Control of e-CVT to EV Mode Transition on Braking Deceleration Condition for a Compound Power-Split Hybrid Electrical Vehicle

• Main Authors: Zhiguo Zhao, Xuhui Tang
• Format: Article
• Language: English
• Published: IEEE 2019-01-01
• Series: IEEE Access
• Subjects: Compound power-split HEV; braking deceleration process; control of e-CVT to EV mode transition; dynamic programming algorithm; model predictive control
• Online Access: https://ieeexplore.ieee.org/document/8796335/

The braking deceleration process of a compound power-split hybrid electrical vehicle is often accompanied by the switching process from electronic-continuously variable transmission (e-CVT) hybrid mode to pure electric mode. To reduce the impact of engine shutdowns on the powertrain, and improve the ride comfort of the vehicle, this study proposes a mode transition coordinated control strategy for the braking deceleration process of a compound power-split hybrid system.
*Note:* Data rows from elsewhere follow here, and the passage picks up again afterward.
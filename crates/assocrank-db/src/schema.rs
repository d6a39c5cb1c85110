//! Record shapes for the evidence score map and the raw evidence documents
//! it is extracted from.

use assocrank_common::{EvidenceScore, PairKey};
use std::collections::BTreeSet;

// =============================================================================
// Score map
// =============================================================================

/// One evidence item attached to one (target, disease) key. An evidence
/// document fans out into one row per disease code it is annotated with.
#[derive(Debug, Clone, PartialEq, serde::Serialize, serde::Deserialize)]
pub struct ScoreMapRow {
    pub target_id: String,
    pub disease_id: String,
    pub evidence_id: String,
    /// The row's disease is the document's own disease, not an expanded one.
    pub is_direct: bool,
    pub association_score: f64,
    pub datasource: String,
    pub datatype: String,
}

impl ScoreMapRow {
    pub fn key(&self) -> PairKey {
        PairKey::new(self.target_id.clone(), self.disease_id.clone())
    }

    pub fn to_evidence_score(&self) -> EvidenceScore {
        EvidenceScore::new(
            self.association_score,
            self.datatype.clone(),
            self.datasource.clone(),
        )
    }
}

/// Which keys an enumeration yields.
#[derive(Debug, Clone, Default, PartialEq, serde::Serialize, serde::Deserialize)]
pub struct EnumerationFilter {
    /// Only keys backed by at least one direct row.
    #[serde(default)]
    pub only_direct: bool,
    /// Restrict to these targets when set.
    #[serde(default)]
    pub targets: Option<BTreeSet<String>>,
}

impl EnumerationFilter {
    pub fn allows_target(&self, target_id: &str) -> bool {
        self.targets
            .as_ref()
            .map_or(true, |targets| targets.contains(target_id))
    }
}

// =============================================================================
// Evidence documents
// =============================================================================

#[derive(Debug, Clone, serde::Serialize, serde::Deserialize)]
pub struct IdRef {
    pub id: String,
}

#[derive(Debug, Clone, Default, serde::Serialize, serde::Deserialize)]
pub struct PrivateFields {
    /// Disease codes this evidence supports, already ontology-expanded.
    #[serde(default)]
    pub efo_codes: Vec<String>,
}

#[derive(Debug, Clone, serde::Serialize, serde::Deserialize)]
pub struct EvidenceScores {
    pub association_score: f64,
}

/// A validated evidence document as produced by the evidence pipeline.
#[derive(Debug, Clone, serde::Serialize, serde::Deserialize)]
pub struct EvidenceDocument {
    pub id: String,
    pub target: IdRef,
    pub disease: IdRef,
    #[serde(default, rename = "private", alias = "_private")]
    pub private: PrivateFields,
    pub scores: EvidenceScores,
    #[serde(rename = "type")]
    pub datatype: String,
    #[serde(rename = "sourceID")]
    pub source_id: String,
}

impl EvidenceDocument {
    /// One row per disease code; falls back to the document's own disease
    /// when no codes are listed.
    pub fn to_rows(&self) -> Vec<ScoreMapRow> {
        let direct = std::slice::from_ref(&self.disease.id);
        let codes = if self.private.efo_codes.is_empty() {
            direct
        } else {
            self.private.efo_codes.as_slice()
        };
        codes
            .iter()
            .map(|code| ScoreMapRow {
                target_id: self.target.id.clone(),
                disease_id: code.clone(),
                evidence_id: self.id.clone(),
                is_direct: *code == self.disease.id,
                association_score: self.scores.association_score,
                datasource: self.source_id.clone(),
                datatype: self.datatype.clone(),
            })
            .collect()
    }
}

#[cfg(test)]
mod tests {
    use super::*;

    fn document(codes: &[&str]) -> EvidenceDocument {
        EvidenceDocument {
            id: "ev1".to_string(),
            target: IdRef { id: "ENSG1".to_string() },
            disease: IdRef { id: "EFO_1".to_string() },
            private: PrivateFields {
                efo_codes: codes.iter().map(|c| c.to_string()).collect(),
            },
            scores: EvidenceScores { association_score: 0.7 },
            datatype: "genetic_association".to_string(),
            source_id: "gwas_catalog".to_string(),
        }
    }

    #[test]
    fn test_rows_fan_out_over_codes() {
        let rows = document(&["EFO_1", "EFO_0", "EFO_ROOT"]).to_rows();
        assert_eq!(rows.len(), 3);
        assert!(rows[0].is_direct);
        assert!(!rows[1].is_direct);
        assert_eq!(rows[2].key(), PairKey::new("ENSG1", "EFO_ROOT"));
        assert!(rows.iter().all(|r| r.evidence_id == "ev1"));
    }

    #[test]
    fn test_rows_fall_back_to_direct_disease() {
        let rows = document(&[]).to_rows();
        assert_eq!(rows.len(), 1);
        assert!(rows[0].is_direct);
        assert_eq!(rows[0].disease_id, "EFO_1");
    }

    #[test]
    fn test_document_accepts_underscore_private() {
        let json = r#"{"id":"e","target":{"id":"T"},"disease":{"id":"D"},
            "_private":{"efo_codes":["D","P"]},"scores":{"association_score":0.5},
            "type":"literature","sourceID":"europepmc"}"#;
        let doc: EvidenceDocument = serde_json::from_str(json).unwrap();
        assert_eq!(doc.private.efo_codes, vec!["D", "P"]);
        assert_eq!(doc.to_rows()[0].to_evidence_score().datasource, "europepmc");
    }

    #[test]
    fn test_filter_targets() {
        let filter = EnumerationFilter {
            only_direct: false,
            targets: Some(["T1".to_string()].into_iter().collect()),
        };
        assert!(filter.allows_target("T1"));
        assert!(!filter.allows_target("T2"));
        assert!(EnumerationFilter::default().allows_target("anything"));
    }
}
First, a powertrain dynamics model and resistance torque model of the engine shutdown process are established. Second, the driver's intention is identified, and the braking deceleration process is analyzed. Subsequently, the mode transition coordinated control strategy of e-CVT hybrid mode to pure electric mode is proposed and designed to distribute the output torque of each power source reasonably. Specifically, the optimal speed trajectory of the engine when it is dragged is designed based on a dynamic programming algorithm and is tracked with a model predictive control algorithm. Simulations and tests on a dynamic performance test bench show that the established control strategy can reduce the longitudinal jerk of the vehicle under the premise of satisfying driver braking demand. This effectively improves the ride comfort of the vehicle during mode transition.